(Source records)
*** Block opens ***

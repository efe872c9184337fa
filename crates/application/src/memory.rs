//! 内存文档存储，用于开发环境与测试。
//!
//! 房间写入在同一把写锁内完成版本比较与替换，语义与数据库适配器一致。

use std::collections::HashMap;

use async_trait::async_trait;
use domain::{FriendAlias, GuestId, Message, MessageId, RepositoryError, Room, RoomId, UserId};
use tokio::sync::RwLock;

use crate::repository::{AliasRepository, MessageRepository, RoomRepository};

#[derive(Default)]
pub struct InMemoryRoomRepository {
    rooms: RwLock<HashMap<RoomId, Room>>,
}

impl InMemoryRoomRepository {
    pub fn new() -> Self {
        Self::default()
    }
}

#[async_trait]
impl RoomRepository for InMemoryRoomRepository {
    async fn insert(&self, room: Room) -> Result<Room, RepositoryError> {
        let mut rooms = self.rooms.write().await;
        if rooms.contains_key(&room.id) {
            return Err(RepositoryError::Conflict);
        }
        rooms.insert(room.id, room.clone());
        Ok(room)
    }

    async fn find_by_id(&self, id: RoomId) -> Result<Option<Room>, RepositoryError> {
        Ok(self.rooms.read().await.get(&id).cloned())
    }

    async fn update(&self, mut room: Room, expected_version: u64) -> Result<Room, RepositoryError> {
        let mut rooms = self.rooms.write().await;
        let stored = rooms.get_mut(&room.id).ok_or(RepositoryError::NotFound)?;
        if stored.version != expected_version {
            return Err(RepositoryError::Conflict);
        }
        room.version = expected_version + 1;
        *stored = room.clone();
        Ok(room)
    }

    async fn find_by_guest(&self, guest_id: &GuestId) -> Result<Option<Room>, RepositoryError> {
        Ok(self
            .rooms
            .read()
            .await
            .values()
            .find(|room| room.has_guest(guest_id))
            .cloned())
    }

    async fn find_by_member(&self, user_id: UserId) -> Result<Vec<Room>, RepositoryError> {
        let mut rooms: Vec<Room> = self
            .rooms
            .read()
            .await
            .values()
            .filter(|room| room.has_member(user_id))
            .cloned()
            .collect();
        rooms.sort_by(|a, b| b.updated_at.cmp(&a.updated_at));
        Ok(rooms)
    }

    async fn search(&self, query: &str, limit: usize) -> Result<Vec<Room>, RepositoryError> {
        let query = query.trim().to_lowercase();
        let rooms = self.rooms.read().await;
        let mut scored: Vec<(usize, &Room)> = rooms
            .values()
            .filter_map(|room| {
                let name = room.name.as_deref()?;
                fuzzy_score(&name.to_lowercase(), &query).map(|score| (score, room))
            })
            .collect();
        scored.sort_by(|(a, ra), (b, rb)| a.cmp(b).then_with(|| ra.name.cmp(&rb.name)));
        Ok(scored
            .into_iter()
            .take(limit)
            .map(|(_, room)| room.clone())
            .collect())
    }
}

/// 0 表示子串命中；否则取名称中各词与查询的最小编辑距离，超过 2 视为不匹配。
fn fuzzy_score(name: &str, query: &str) -> Option<usize> {
    if query.is_empty() {
        return None;
    }
    if name.contains(query) {
        return Some(0);
    }
    name.split_whitespace()
        .map(|word| edit_distance(word, query))
        .min()
        .filter(|distance| *distance <= 2)
        .map(|distance| distance + 1)
}

fn edit_distance(a: &str, b: &str) -> usize {
    let b: Vec<char> = b.chars().collect();
    let mut previous: Vec<usize> = (0..=b.len()).collect();
    for (i, ca) in a.chars().enumerate() {
        let mut current = vec![i + 1; b.len() + 1];
        for (j, cb) in b.iter().enumerate() {
            let substitution = previous[j] + usize::from(ca != *cb);
            current[j + 1] = substitution.min(previous[j + 1] + 1).min(current[j] + 1);
        }
        previous = current;
    }
    previous[b.len()]
}

#[derive(Default)]
pub struct InMemoryMessageRepository {
    // 每个房间按写入顺序保存
    messages: RwLock<HashMap<RoomId, Vec<Message>>>,
}

impl InMemoryMessageRepository {
    pub fn new() -> Self {
        Self::default()
    }
}

#[async_trait]
impl MessageRepository for InMemoryMessageRepository {
    async fn insert(&self, message: Message) -> Result<Message, RepositoryError> {
        self.messages
            .write()
            .await
            .entry(message.room_id)
            .or_default()
            .push(message.clone());
        Ok(message)
    }

    async fn find_by_id(&self, id: MessageId) -> Result<Option<Message>, RepositoryError> {
        Ok(self
            .messages
            .read()
            .await
            .values()
            .flatten()
            .find(|message| message.id == id)
            .cloned())
    }

    async fn list_by_room(
        &self,
        room_id: RoomId,
        limit: usize,
        before: Option<MessageId>,
    ) -> Result<Vec<Message>, RepositoryError> {
        let messages = self.messages.read().await;
        let Some(history) = messages.get(&room_id) else {
            return Ok(Vec::new());
        };
        let end = match before {
            Some(before) => match history.iter().position(|message| message.id == before) {
                Some(index) => index,
                None => return Ok(Vec::new()),
            },
            None => history.len(),
        };
        let start = end.saturating_sub(limit);
        Ok(history[start..end].to_vec())
    }
}

#[derive(Default)]
pub struct InMemoryAliasRepository {
    aliases: RwLock<Vec<FriendAlias>>,
}

impl InMemoryAliasRepository {
    pub fn new() -> Self {
        Self::default()
    }

    /// 写入或覆盖一条备注（外部资料服务的写入入口）
    pub async fn set_alias(&self, owner: UserId, target: UserId, alias: impl Into<String>) {
        let alias = alias.into();
        let mut aliases = self.aliases.write().await;
        match aliases
            .iter_mut()
            .find(|record| record.owner_id == owner && record.target_user_id == target)
        {
            Some(record) => record.alias = alias,
            None => aliases.push(FriendAlias {
                owner_id: owner,
                target_user_id: target,
                alias,
            }),
        }
    }

    pub async fn remove_alias(&self, owner: UserId, target: UserId) {
        self.aliases
            .write()
            .await
            .retain(|record| !(record.owner_id == owner && record.target_user_id == target));
    }
}

#[async_trait]
impl AliasRepository for InMemoryAliasRepository {
    async fn find_by_owner(
        &self,
        owner: UserId,
        targets: &[UserId],
    ) -> Result<Vec<FriendAlias>, RepositoryError> {
        Ok(self
            .aliases
            .read()
            .await
            .iter()
            .filter(|record| record.owner_id == owner && targets.contains(&record.target_user_id))
            .cloned()
            .collect())
    }

    async fn find_by_target(
        &self,
        target: UserId,
        owners: &[UserId],
    ) -> Result<Vec<FriendAlias>, RepositoryError> {
        Ok(self
            .aliases
            .read()
            .await
            .iter()
            .filter(|record| record.target_user_id == target && owners.contains(&record.owner_id))
            .cloned()
            .collect())
    }
}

*** Block closes ***

What is needed is an exact copy of all the records.

WRITTEN ANSWER →
repository efe872c9184337fa
filename crates/application/src/memory.rs
//! 内存文档存储，用于开发环境与测试。
//!
//! 房间写入在同一把写锁内完成版本比较与替换，语义与数据库适配器一致。

use std::collections::HashMap;

use async_trait::async_trait;
use domain::{FriendAlias, GuestId, Message, MessageId, RepositoryError, Room, RoomId, UserId};
use tokio::sync::RwLock;

use crate::repository::{AliasRepository, MessageRepository, RoomRepository};

#[derive(Default)]
pub struct InMemoryRoomRepository {
    rooms: RwLock<HashMap<RoomId, Room>>,
}

impl InMemoryRoomRepository {
    pub fn new() -> Self {
        Self::default()
    }
}

#[async_trait]
impl RoomRepository for InMemoryRoomRepository {
    async fn insert(&self, room: Room) -> Result<Room, RepositoryError> {
        let mut rooms = self.rooms.write().await;
        if rooms.contains_key(&room.id) {
            return Err(RepositoryError::Conflict);
        }
        rooms.insert(room.id, room.clone());
        Ok(room)
    }

    async fn find_by_id(&self, id: RoomId) -> Result<Option<Room>, RepositoryError> {
        Ok(self.rooms.read().await.get(&id).cloned())
    }

    async fn update(&self, mut room: Room, expected_version: u64) -> Result<Room, RepositoryError> {
        let mut rooms = self.rooms.write().await;
        let stored = rooms.get_mut(&room.id).ok_or(RepositoryError::NotFound)?;
        if stored.version != expected_version {
            return Err(RepositoryError::Conflict);
        }
        room.version = expected_version + 1;
        *stored = room.clone();
        Ok(room)
    }

    async fn find_by_guest(&self, guest_id: &GuestId) -> Result<Option<Room>, RepositoryError> {
        Ok(self
            .rooms
            .read()
            .await
            .values()
            .find(|room| room.has_guest(guest_id))
            .cloned())
    }

    async fn find_by_member(&self, user_id: UserId) -> Result<Vec<Room>, RepositoryError> {
        let mut rooms: Vec<Room> = self
            .rooms
            .read()
            .await
            .values()
            .filter(|room| room.has_member(user_id))
            .cloned()
            .collect();
        rooms.sort_by(|a, b| b.updated_at.cmp(&a.updated_at));
        Ok(rooms)
    }

    async fn search(&self, query: &str, limit: usize) -> Result<Vec<Room>, RepositoryError> {
        let query = query.trim().to_lowercase();
        let rooms = self.rooms.read().await;
        let mut scored: Vec<(usize, &Room)> = rooms
            .values()
            .filter_map(|room| {
                let name = room.name.as_deref()?;
                fuzzy_score(&name.to_lowercase(), &query).map(|score| (score, room))
            })
            .collect();
        scored.sort_by(|(a, ra), (b, rb)| a.cmp(b).then_with(|| ra.name.cmp(&rb.name)));
        Ok(scored
            .into_iter()
            .take(limit)
            .map(|(_, room)| room.clone())
            .collect())
    }
}

/// 0 表示子串命中；否则取名称中各词与查询的最小编辑距离，超过 2 视为不匹配。
fn fuzzy_score(name: &str, query: &str) -> Option<usize> {
    if query.is_empty() {
        return None;
    }
    if name.contains(query) {
        return Some(0);
    }
    name.split_whitespace()
        .map(|word| edit_distance(word, query))
        .min()
        .filter(|distance| *distance <= 2)
        .map(|distance| distance + 1)
}

fn edit_distance(a: &str, b: &str) -> usize {
    let b: Vec<char> = b.chars().collect();
    let mut previous: Vec<usize> = (0..=b.len()).collect();
    for (i, ca) in a.chars().enumerate() {
        let mut current = vec![i + 1; b.len() + 1];
        for (j, cb) in b.iter().enumerate() {
            let substitution = previous[j] + usize::from(ca != *cb);
            current[j + 1] = substitution.min(previous[j + 1] + 1).min(current[j] + 1);
        }
        previous = current;
    }
    previous[b.len()]
}

#[derive(Default)]
pub struct InMemoryMessageRepository {
    // 每个房间按写入顺序保存
    messages: RwLock<HashMap<RoomId, Vec<Message>>>,
}

impl InMemoryMessageRepository {
    pub fn new() -> Self {
        Self::default()
    }
}

#[async_trait]
impl MessageRepository for InMemoryMessageRepository {
    async fn insert(&self, message: Message) -> Result<Message, RepositoryError> {
        self.messages
            .write()
            .await
            .entry(message.room_id)
            .or_default()
            .push(message.clone());
        Ok(message)
    }

    async fn find_by_id(&self, id: MessageId) -> Result<Option<Message>, RepositoryError> {
        Ok(self
            .messages
            .read()
            .await
            .values()
            .flatten()
            .find(|message| message.id == id)
            .cloned())
    }

    async fn list_by_room(
        &self,
        room_id: RoomId,
        limit: usize,
        before: Option<MessageId>,
    ) -> Result<Vec<Message>, RepositoryError> {
        let messages = self.messages.read().await;
        let Some(history) = messages.get(&room_id) else {
            return Ok(Vec::new());
        };
        let end = match before {
            Some(before) => match history.iter().position(|message| message.id == before) {
                Some(index) => index,
                None => return Ok(Vec::new()),
            },
            None => history.len(),
        };
        let start = end.saturating_sub(limit);
        Ok(history[start..end].to_vec())
    }
}

#[derive(Default)]
pub struct InMemoryAliasRepository {
    aliases: RwLock<Vec<FriendAlias>>,
}

impl InMemoryAliasRepository {
    pub fn new() -> Self {
        Self::default()
    }

    /// 写入或覆盖一条备注（外部资料服务的写入入口）
    pub async fn set_alias(&self, owner: UserId, target: UserId, alias: impl Into<String>) {
        let alias = alias.into();
        let mut aliases = self.aliases.write().await;
        match aliases
            .iter_mut()
            .find(|record| record.owner_id == owner && record.target_user_id == target)
        {
            Some(record) => record.alias = alias,
            None => aliases.push(FriendAlias {
                owner_id: owner,
                target_user_id: target,
                alias,
            }),
        }
    }

    pub async fn remove_alias(&self, owner: UserId, target: UserId) {
        self.aliases
            .write()
            .await
            .retain(|record| !(record.owner_id == owner && record.target_user_id == target));
    }
}

#[async_trait]
impl AliasRepository for InMemoryAliasRepository {
    async fn find_by_owner(
        &self,
        owner: UserId,
        targets: &[UserId],
    ) -> Result<Vec<FriendAlias>, RepositoryError> {
        Ok(self
            .aliases
            .read()
            .await
            .iter()
            .filter(|record| record.owner_id == owner && targets.contains(&record.target_user_id))
            .cloned()
            .collect())
    }

    async fn find_by_target(
        &self,
        target: UserId,
        owners: &[UserId],
    ) -> Result<Vec<FriendAlias>, RepositoryError> {
        Ok(self
            .aliases
            .read()
            .await
            .iter()
            .filter(|record| record.target_user_id == target && owners.contains(&record.owner_id))
            .cloned()
            .collect())
    }
}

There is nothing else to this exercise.